Cogan's thesis for his medical degree at Leyden was delivered there on 20 February 1767, and printed in the same year. It was entitled Specimen Medicum inaugurale de animi pathematum vi et modo agendi in inducendis et curandis morbis. His next publication was an anonymous account of John Buncle, junior, gentleman, 1776, which purported to be a memoir of the youngest son of Thomas Amory's whimsical creation of John Buncle, by his seventh wife, Miss Dunk. In 1793 he published, without his name, two volumes entitled The Rhine; or, a Journey from Utrech to Francfort, described in a series of letters in 1791 and 1792; it was republished in 1794 with his name on the title-page, and there was a Dutch translation published at Haarlem in 1800. This translation of Cogan's work into Dutch was balanced by his translating into English from that language in 1794 the work of Peter Camper, On the Connexion between the Science of Anatomy and the Arts of Drawing, Painting, Statuary.

He also wrote elaborate treatises on the passions.
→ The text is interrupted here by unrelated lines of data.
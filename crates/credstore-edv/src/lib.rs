//! # credstore-edv: Encrypted Data Vault collaborator contract
//!
//! The credential store never encrypts, persists, or authenticates anything
//! itself. It shapes requests to a document-store collaborator and maps the
//! responses back. This crate defines that boundary:
//!
//! - **[`DocumentStore`]**: the async trait every vault backend implements:
//!   `ensure_index`, `find`, `insert`, `delete`.
//! - **Documents and queries** ([`document`]): [`NewDocument`],
//!   [`VaultDocument`], [`EqualityClause`], [`IndexSpec`], [`FindResult`].
//! - **Invocation signers** ([`signer`]): the opaque capability object
//!   passed through unmodified to every vault call, with an Ed25519
//!   implementation.
//! - **[`MemoryVault`]**: an in-process reference backend with unique-index
//!   enforcement and JSON snapshot persistence, used by the CLI and tests.
//!
//! ## Query Semantics
//!
//! `find` receives a list of equality clauses. A document matches if it
//! satisfies at least one clause (OR across the list); within one clause
//! every attribute must match (AND across fields).

pub mod client;
pub mod document;
pub mod error;
pub mod memory;
pub mod signer;

pub use client::DocumentStore;
pub use document::{EqualityClause, FindResult, IndexSpec, NewDocument, VaultDocument};
pub use error::EdvError;
pub use memory::MemoryVault;
pub use signer::{Ed25519Signer, InvocationSigner, SignerError};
The first of them bore the name of A Philosophical Treatise on the Passions, 1800, 2nd edit. 1802. Then succeeded an Ethical Treatise on the Passions, in two parts, the first of which appeared in 1807 and the second in 1810. Two volumes of Theological Disquisitions on Religion as affecting the Passions and on the Characteristic Excellencies of Christianity followed in 1812 and 1813 respectively, and the whole five treatises were published in a set in 1813. Last of all came in 1817 a bundle of Ethical Questions, or Speculations on the principal subjects of Controversy in Moral Philosophy. His plan was "to trace the moral history of man in his pursuits, power, and motives of action." A long analysis of Cogan's writings is in Jared Sparks's Collection of Essays and Tracts in Theology (1824), which also contains (pp. 237–362) a reprint of his Letters to William Wilberforce on the doctrine of Hereditary Depravity, by a Layman (pseud. i.e. T. Cogan), in which he denounced the view supported by William Wilberforce in his Practical View of the prevailing Religious Systems of Professed Christians, and argued for the happiness of all mankind. These letters originally appeared in 1799, and were printed in cheap editions for Unitarian book societies. A fragment of his Disquisition on the Characteristic Excellencies of Christianity was appended in 1822 to a discourse by Lant Carpenter.
NOTE* The above statement about the 2 volumes of "The Rhine a Journey from Utrecht to Francfort", etc. 1793. I believe was not published at stated above in 1793 as the advertisement leaf in the 1794 1st edition dated january 1794 states clearly his reason for NOT publishing it anonymously as it might be taken for a work by a "fabulist" or tale teller and NOT a true travelogue. I doubt very much the statement above to be correct all 6 copies held in The British Library are dated 1794, bar two electronic/virtual copies which are taken from the one source.